Campos-Pons’ solo exhibition, Sea and Self, will be on view from September 3 to December 13, 2019, in the Mary H. Dana Women Artists Series Galleries, Douglass Library. The exhibit is curated by art historian and curator, Tatiana Flores, associate professor in the departments of Latino & Caribbean Studies and Art History, Rutgers University. To accompany the exhibition, CWAH will publish a comprehensive online catalog.
On Thursday, October 24 at 5 p.m. in the Mabel Smith Douglass Room, Douglass Library, there will be a reception in honor of Campos-Pons followed by an artist’s lecture from 5:30 to 6:30 p.m.
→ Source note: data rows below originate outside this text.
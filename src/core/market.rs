//! Market data abstractions for crypto prices

use crate::core::metadata::CurrencyMetadata;
use anyhow::Result;
use async_trait::async_trait;
use serde::{Deserialize, Serialize};

/// A single point of a price series: unix timestamp in milliseconds and price.
#[derive(Debug, Clone, Copy, PartialEq, Serialize, Deserialize)]
pub struct PricePoint(pub i64, pub f64);

#[async_trait]
pub trait MarketDataProvider: Send + Sync {
    /// Top `limit` coins by market cap.
    async fn top_markets(&self, limit: usize) -> Result<Vec<CurrencyMetadata>>;

    /// Current price of `id` quoted in `vs_currency`. `Ok(None)` when the
    /// provider answers without a numeric price for the pair.
    async fn simple_price(&self, id: &str, vs_currency: &str) -> Result<Option<f64>>;

    /// Price series for the last `days` days.
    async fn market_chart(&self, id: &str, vs_currency: &str, days: u32)
    -> Result<Vec<PricePoint>>;
}
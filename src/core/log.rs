use tracing::level_filters::LevelFilter;
use tracing_subscriber::{
    EnvFilter, filter::Targets, fmt, prelude::__tracing_subscriber_SubscriberExt,
    util::SubscriberInitExt,
};

/// Sets up the global subscriber. `RUST_LOG` takes precedence over the
/// default level: `debug` when verbose, otherwise `default_level`.
pub fn init_logging(verbose: bool, default_level: LevelFilter) {
    let level_filter = if verbose {
        LevelFilter::DEBUG
    } else {
        default_level
    };
    let app_filter = Targets::new()
        .with_target("coinfx", level_filter)
        .with_default(LevelFilter::WARN);
    let env_filter = EnvFilter::try_from_default_env()
        .unwrap_or_else(|_| EnvFilter::new(level_filter.to_string()));

    tracing_subscriber::registry()
        .with(fmt::layer().pretty().without_time())
        .with(app_filter)
        .with(env_filter)
        .init();
}
use nom::{
    IResult, Parser,
    bytes::complete::tag,
    character::complete::{char, space0, space1, u64 as line_number},
    combinator::opt,
    sequence::preceded,
};
use std::fmt;

/// Line ranges parsed from a `@@ -old[,count] +new[,count] @@` header.
///
/// Counts default to 1 when omitted, following the unified diff convention
/// for single-line hunks.
#[derive(Debug, Clone, Copy, PartialEq, Eq)]
pub struct HunkHeader {
    pub old_start: u64,
    pub old_count: u64,
    pub new_start: u64,
    pub new_count: u64,
}

impl HunkHeader {
    /// Parse the ranges of a hunk header line.
    ///
    /// Anything after the ranges (the closing `@@` and git's section heading)
    /// is ignored. Returns `None` if the line is not a well-formed two-way hunk
    /// header or a line number does not fit in a `u64`.
    ///
    /// # Examples
    ///
    /// ```
    /// use cc_review::diff::hunk::HunkHeader;
    ///
    /// let header = HunkHeader::parse("@@ -10,5 +10,7 @@ fn main() {").unwrap();
    /// assert_eq!((header.old_start, header.old_count), (10, 5));
    /// assert_eq!((header.new_start, header.new_count), (10, 7));
    ///
    /// let header = HunkHeader::parse("@@ -5 +5 @@").unwrap();
    /// assert_eq!((header.old_count, header.new_count), (1, 1));
    /// ```
    #[must_use]
    pub fn parse(line: &str) -> Option<Self> {
        header(line).ok().map(|(_, header)| header)
    }
}

/// `@@ -<start>[,<count>] +<start>[,<count>] [@@]`
///
/// The closing marker is optional; some producers omit it.
fn header(input: &str) -> IResult<&str, HunkHeader> {
    (
        tag("@@"),
        space0,
        range('-'),
        space1,
        range('+'),
        opt((space0, tag("@@"))),
    )
        .map(
            |(_, _, (old_start, old_count), _, (new_start, new_count), _)| HunkHeader {
                old_start,
                old_count,
                new_start,
                new_count,
            },
        )
        .parse(input)
}

/// `<sign><start>[,<count>]`, count defaulting to 1
fn range<'a>(
    sign: char,
) -> impl Parser<&'a str, Output = (u64, u64), Error = nom::error::Error<&'a str>> {
    (
        char(sign),
        line_number,
        opt(preceded(char(','), line_number)),
    )
        .map(|(_, start, count)| (start, count.unwrap_or(1)))
}

/// One contiguous change region within a file.
#[derive(Debug, Clone, PartialEq, Eq)]
pub struct Hunk {
    /// The hunk header line exactly as it appeared in the diff
    pub header: String,
    pub old_start: u64,
    pub old_count: u64,
    pub new_start: u64,
    pub new_count: u64,
    /// Raw diff lines, each still carrying its `+`, `-` or ` ` prefix
    pub lines: Vec<String>,
}

impl Hunk {
    /// Open an empty hunk from its header line.
    ///
    /// Returns `None` if the header ranges cannot be parsed.
    #[must_use]
    pub fn open(header_line: &str) -> Option<Self> {
        let header = HunkHeader::parse(header_line)?;

        Some(Hunk {
            header: header_line.to_string(),
            old_start: header.old_start,
            old_count: header.old_count,
            new_start: header.new_start,
            new_count: header.new_count,
            lines: Vec::new(),
        })
    }

    /// Whether a raw line is hunk content (addition, deletion or context)
    #[must_use]
    pub fn is_content_line(line: &str) -> bool {
        line.starts_with(['+', '-', ' '])
    }

    /// Number of added lines
    #[must_use]
    pub fn additions(&self) -> usize {
        self.lines.iter().filter(|l| l.starts_with('+')).count()
    }

    /// Number of deleted lines
    #[must_use]
    pub fn deletions(&self) -> usize {
        self.lines.iter().filter(|l| l.starts_with('-')).count()
    }
}

impl fmt::Display for Hunk {
    fn fmt(&self, f: &mut fmt::Formatter<'_>) -> fmt::Result {
        writeln!(f, "{}", self.header)?;
        for line in &self.lines {
            writeln!(f, "{}", line)?;
        }
        Ok(())
    }
}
Sea and Self presents artworks produced by María Magdalena Campos-Pons (b. 1959, Matanzas, Cuba) from the late 1990s through the present which meditate on the sea, a constant theme in her work. The sea looms large in the Caribbean imaginary. Derek Walcott’s poem “The Sea Is History” (1977)—which is referenced in the title of an important recent exhibition which features Campos-Pons’ work—explains that for the descendants of African slaves brought to the Caribbean, the sea was the keeper of memory. Campos-Pons draws on this rich tradition in works such as She Always Knew of the Space In-Between (2019) which features drawings of the silhouettes of two African sculptures, but she also complicates it by making reference to the female gender, here and elsewhere. Works such as Nesting IV (2000), a panel of four large-scale Polaroids, position the artist as divided in half by the sea but remaining connected through locks of hair that unite the four parts of the composition.
María Magdalena Campos-Pons’ work on the sea makes important contributions to art history, Caribbean Studies, and the environmental humanities. By repeatedly underscoring the ocean and thinking about it through cycles, she resists categories organized around national narratives that seek to place art in a linear continuum. Not only is the sea a site of loss and memory, a point Caribbean thinkers have often made, but it is also a mother and giver that is under threat. This exhibition will highlight how the artist intersects with emerging fields such as critical ocean studies and the blue humanities, celebrating her pioneering work and unique vision.
Campos-Pons’ works form part of over 30 museum collections, including the Newark Museum; the Smithsonian Institution; the Whitney Museum of American Art; the Art Institute of Chicago; the National Gallery of Canada; the Victoria and Albert Museum; The Museum of Modern Art, New York; the Museum of Fine Arts, Boston; the Pérez Art Museum Miami; and the Fogg Art Museum. She is represented by Gallery Wendi Norris in San Francisco, CA.